WHAT YOU ARE ASKED TO DO: Nothing after the line containing "along the way." belongs in the answer; write out exactly every line from the start of the material up to it, including it.

SUPPLIED ENTRIES below:

//! Migrators as ordered pipelines of named steps.

use async_trait::async_trait;
use tenantshift_core::ServiceInstance;
use tracing::debug;

use crate::config::MigratorKind;
use crate::context::Direction;
use crate::error::{MigrateError, Result};

/// Moves one service instance in one direction.
#[async_trait]
pub trait Migrator: Send + Sync {
    /// Strategy implemented.
    fn kind(&self) -> MigratorKind;

    /// Rejects the instance before anything is changed.
    async fn validate(&self, instance: &ServiceInstance) -> Result<()>;

    /// Performs the migration. The instance may be enriched along the way.
    async fn migrate(&self, instance: &mut ServiceInstance) -> Result<()>;
}

/// A read-only check run by [`Migrator::validate`].
#[async_trait]
pub trait Precondition: Send + Sync {
    /// Name used in logs and errors.
    fn name(&self) -> &'static str;

    /// Fails when the instance must not be migrated.
    async fn check(&self, instance: &ServiceInstance) -> Result<()>;
}

/// One unit of work in a pipeline.
#[async_trait]
pub trait Step: Send + Sync {
    /// Name used in logs and errors.
    fn name(&self) -> &'static str;

    /// Runs the step.
    async fn run(&self, instance: &mut ServiceInstance) -> Result<()>;
}

/// Steps run in order; the first failure aborts the rest.
#[derive(Default)]
pub struct Pipeline {
    steps: Vec<Box<dyn Step>>,
}

impl Pipeline {
    /// Empty pipeline.
    pub fn new() -> Self {
        Self::default()
    }

    /// Appends a step.
    pub fn then(mut self, step: impl Step + 'static) -> Self {
        self.steps.push(Box::new(step));
        self
    }

    /// Step names in execution order.
    pub fn step_names(&self) -> Vec<&'static str> {
        self.steps.iter().map(|s| s.name()).collect()
    }

    /// Runs every step, wrapping the first error with the failing step's name.
    pub async fn run(&self, instance: &mut ServiceInstance) -> Result<()> {
        for step in &self.steps {
            debug!(step = step.name(), instance = %instance.name, "running step");
            step.run(instance).await.map_err(|e| MigrateError::Step {
                step: step.name(),
                source: Box::new(e),
            })?;
        }
        Ok(())
    }
}

impl std::fmt::Debug for Pipeline {
    fn fmt(&self, f: &mut std::fmt::Formatter<'_>) -> std::fmt::Result {
        f.debug_list().entries(self.step_names()).finish()
    }
}

/// A [`Migrator`] made of preconditions and a pipeline.
pub struct Flow {
    kind: MigratorKind,
    direction: Direction,
    preconditions: Vec<Box<dyn Precondition>>,
    pipeline: Pipeline,
}

impl Flow {
    /// Flow with no preconditions.
    pub fn new(kind: MigratorKind, direction: Direction, pipeline: Pipeline) -> Self {
        Self {
            kind,
            direction,
            preconditions: Vec::new(),
            pipeline,
        }
    }

    /// Adds a precondition checked by `validate`.
    pub fn require(mut self, precondition: impl Precondition + 'static) -> Self {
        self.preconditions.push(Box::new(precondition));
        self
    }

    /// Direction this flow migrates in.
    pub fn direction(&self) -> Direction {
        self.direction
    }

    /// Underlying pipeline.
    pub fn pipeline(&self) -> &Pipeline {
        &self.pipeline
    }
}

impl std::fmt::Debug for Flow {
    fn fmt(&self, f: &mut std::fmt::Formatter<'_>) -> std::fmt::Result {
        f.debug_struct("Flow")
            .field("kind", &self.kind)
            .field("direction", &self.direction)
            .field(
                "preconditions",
                &self.preconditions.iter().map(|p| p.name()).collect::<Vec<_>>(),
            )
            .field("pipeline", &self.pipeline)
            .finish()
    }
}

#[async_trait]
impl Migrator for Flow {
    fn kind(&self) -> MigratorKind {
        self.kind
    }

    async fn validate(&self, instance: &ServiceInstance) -> Result<()> {
        for precondition in &self.preconditions {
            precondition.check(instance).await.map_err(|e| MigrateError::Step {
                step: precondition.name(),
                source: Box::new(e),
            })?;
        }
        Ok(())
    }

    async fn migrate(&self, instance: &mut ServiceInstance) -> Result<()> {
        self.pipeline.run(instance).await
    }
}

/// Instance must carry a name.
#[derive(Debug, Default, Clone, Copy)]
pub struct HasName;

#[async_trait]
impl Precondition for HasName {
    fn name(&self) -> &'static str {
        "has-name"
    }

    async fn check(&self, instance: &ServiceInstance) -> Result<()> {
        if instance.name.trim().is_empty() {
            return Err(MigrateError::Validation {
                instance: instance.guid.clone(),
                reason: "instance has no name".into(),
            });
        }
        Ok(())
    }
}

/// Managed instance must name its service and plan.
#[derive(Debug, Default, Clone, Copy)]
pub struct HasPlan;

#[async_trait]
impl Precondition for HasPlan {
    fn name(&self) -> &'static str {
        "has-plan"
    }

    async fn check(&self, instance: &ServiceInstance) -> Result<()> {
        if instance.is_user_provided() {
            return Err(MigrateError::Validation {
                instance: instance.name.clone(),
                reason: "expected a managed instance".into(),
            });
        }
        if instance.service.is_empty() || instance.plan.is_empty() {
            return Err(MigrateError::Validation {
                instance: instance.name.clone(),
                reason: "service and plan are required".into(),
            });
        }
        Ok(())
    }
}

/// Instance must carry its GUID.
#[derive(Debug, Default, Clone, Copy)]
pub struct HasGuid;

#[async_trait]
impl Precondition for HasGuid {
    fn name(&self) -> &'static str {
        "has-guid"
    }

    async fn check(&self, instance: &ServiceInstance) -> Result<()> {
        if instance.guid.trim().is_empty() {
            return Err(MigrateError::Validation {
                instance: instance.name.clone(),
                reason: "instance has no guid".into(),
            });
        }
        Ok(())
    }
}

#[cfg(test)]
mod tests {
    use std::sync::Arc;

    use parking_lot::Mutex;

    use super::*;

    struct Record {
        name: &'static str,
        log: Arc<Mutex<Vec<&'static str>>>,
        fail: bool,
    }

    #[async_trait]
    impl Step for Record {
        fn name(&self) -> &'static str {
            self.name
        }

        async fn run(&self, instance: &mut ServiceInstance) -> Result<()> {
            self.log.lock().push(self.name);
            instance.tags.push(self.name.to_string());
            if self.fail {
                return Err(MigrateError::NotFound("thing".into()));
            }
            Ok(())
        }
    }

    fn step(name: &'static str, log: &Arc<Mutex<Vec<&'static str>>>, fail: bool) -> Record {
        Record {
            name,
            log: Arc::clone(log),
            fail,
        }
    }

    #[tokio::test]
    async fn steps_run_in_order() {
        let log = Arc::new(Mutex::new(Vec::new()));
        let pipeline = Pipeline::new()
            .then(step("a", &log, false))
            .then(step("b", &log, false));
        let mut instance = ServiceInstance::default();
        pipeline.run(&mut instance).await.unwrap();
        assert_eq!(*log.lock(), vec!["a", "b"]);
        assert_eq!(instance.tags, vec!["a", "b"]);
    }

    #[tokio::test]
    async fn first_failure_stops_pipeline() {
        let log = Arc::new(Mutex::new(Vec::new()));
        let pipeline = Pipeline::new()
            .then(step("load", &log, false))
            .then(step("save", &log, true))
            .then(step("delete", &log, false));
        let err = pipeline.run(&mut ServiceInstance::default()).await.unwrap_err();
        assert!(matches!(err, MigrateError::Step { step: "save", .. }));
        assert_eq!(*log.lock(), vec!["load", "save"]);
    }

    #[tokio::test]
    async fn validation_runs_preconditions() {
        let flow = Flow::new(MigratorKind::Managed, Direction::Import, Pipeline::new())
            .require(HasName)
            .require(HasPlan);
        let mut instance = ServiceInstance {
            name: "db".into(),
            service: "p.mysql".into(),
            ..Default::default()
        };
        let err = flow.validate(&instance).await.unwrap_err();
        assert!(matches!(err, MigrateError::Step { step: "has-plan", .. }));

        instance.plan = "small".into();
        flow.validate(&instance).await.unwrap();
    }

    #[tokio::test]
    async fn guid_is_required_when_asked() {
        let flow = Flow::new(MigratorKind::Ccdb, Direction::Export, Pipeline::new()).require(HasGuid);
        let instance = ServiceInstance {
            name: "db".into(),
            ..Default::default()
        };
        assert!(flow.validate(&instance).await.is_err());
    }
}
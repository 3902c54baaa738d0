#![warn(missing_docs)]

//! tenantshift tunnel: forwards local TCP connections through an SSH hop to a
//! database host that the migration process cannot reach directly.
//!
//! local client → 127.0.0.1:<ephemeral> → ssh session → direct-tcpip → remote host:port

pub mod config;
pub mod error;
pub mod relay;
pub mod tunnel;

pub use config::TunnelConfig;
pub use error::{Result, TunnelError};
pub use relay::relay;
pub use tunnel::Tunnel;
//! Error types for the SSH tunnel

use thiserror::Error;

/// Errors raised while opening or running a tunnel.
#[derive(Debug, Error)]
pub enum TunnelError {
    /// Tunnel settings are missing or inconsistent
    #[error("invalid tunnel configuration: {0}")]
    InvalidConfig(String),

    /// The jump host did not accept a connection in time
    #[error("ssh connect timeout after {timeout_ms}ms to {addr}")]
    ConnectTimeout {
        /// Jump host address
        addr: String,
        /// Configured connect timeout
        timeout_ms: u64,
    },

    /// No offered key or password was accepted
    #[error("ssh authentication failed for {user}@{host}")]
    AuthFailed {
        /// Login user
        user: String,
        /// Jump host
        host: String,
    },

    /// The local SSH agent could not be reached or used
    #[error("ssh agent: {0}")]
    Agent(String),

    /// Protocol or channel failure
    #[error("ssh error: {0}")]
    Ssh(#[from] russh::Error),

    /// Private key could not be read or decoded
    #[error("ssh key error: {0}")]
    Key(#[from] russh_keys::Error),

    /// Local listener or socket failure
    #[error(transparent)]
    Io(#[from] std::io::Error),
}

/// Result alias for tunnel operations.
pub type Result<T> = std::result::Result<T, TunnelError>;
//! Endpoint and credentials for one foundation's API.

use serde::{Deserialize, Serialize};

/// How to reach and authenticate against one foundation.
#[derive(Clone, Serialize, Deserialize, Default)]
pub struct PlatformConfig {
    /// API base URL, e.g. `https://api.sys.example.com`
    pub api_url: String,
    /// UAA base URL; derived from `api_url` when empty
    #[serde(default)]
    pub uaa_url: String,
    /// Admin user for the password grant
    #[serde(default)]
    pub username: String,
    /// Admin password for the password grant
    #[serde(default)]
    pub password: String,
    /// Static bearer token; skips the password grant when set
    #[serde(default)]
    pub access_token: Option<String>,
    /// Accept self-signed certificates
    #[serde(default)]
    pub skip_tls_validation: bool,
}

impl PlatformConfig {
    /// API URL without a trailing slash.
    pub fn api_base(&self) -> &str {
        self.api_url.trim_end_matches('/')
    }

    /// UAA URL without a trailing slash; `api.` is swapped for `uaa.` when unset.
    pub fn uaa_base(&self) -> String {
        if self.uaa_url.is_empty() {
            self.api_base().replacen("://api.", "://uaa.", 1)
        } else {
            self.uaa_url.trim_end_matches('/').to_string()
        }
    }
}

impl std::fmt::Debug for PlatformConfig {
    fn fmt(&self, f: &mut std::fmt::Formatter<'_>) -> std::fmt::Result {
        f.debug_struct("PlatformConfig")
            .field("api_url", &self.api_url)
            .field("uaa_url", &self.uaa_url)
            .field("username", &self.username)
            .field("password", &"[REDACTED]")
            .field("access_token", &self.access_token.as_ref().map(|_| "[REDACTED]"))
            .field("skip_tls_validation", &self.skip_tls_validation)
            .finish()
    }
}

End of SUPPLIED ENTRIES.

REPLY:
//! Migrators as ordered pipelines of named steps.

use async_trait::async_trait;
use tenantshift_core::ServiceInstance;
use tracing::debug;

use crate::config::MigratorKind;
use crate::context::Direction;
use crate::error::{MigrateError, Result};

/// Moves one service instance in one direction.
#[async_trait]
pub trait Migrator: Send + Sync {
    /// Strategy implemented.
    fn kind(&self) -> MigratorKind;

    /// Rejects the instance before anything is changed.
    async fn validate(&self, instance: &ServiceInstance) -> Result<()>;

    /// Performs the migration. The instance may be enriched along the way.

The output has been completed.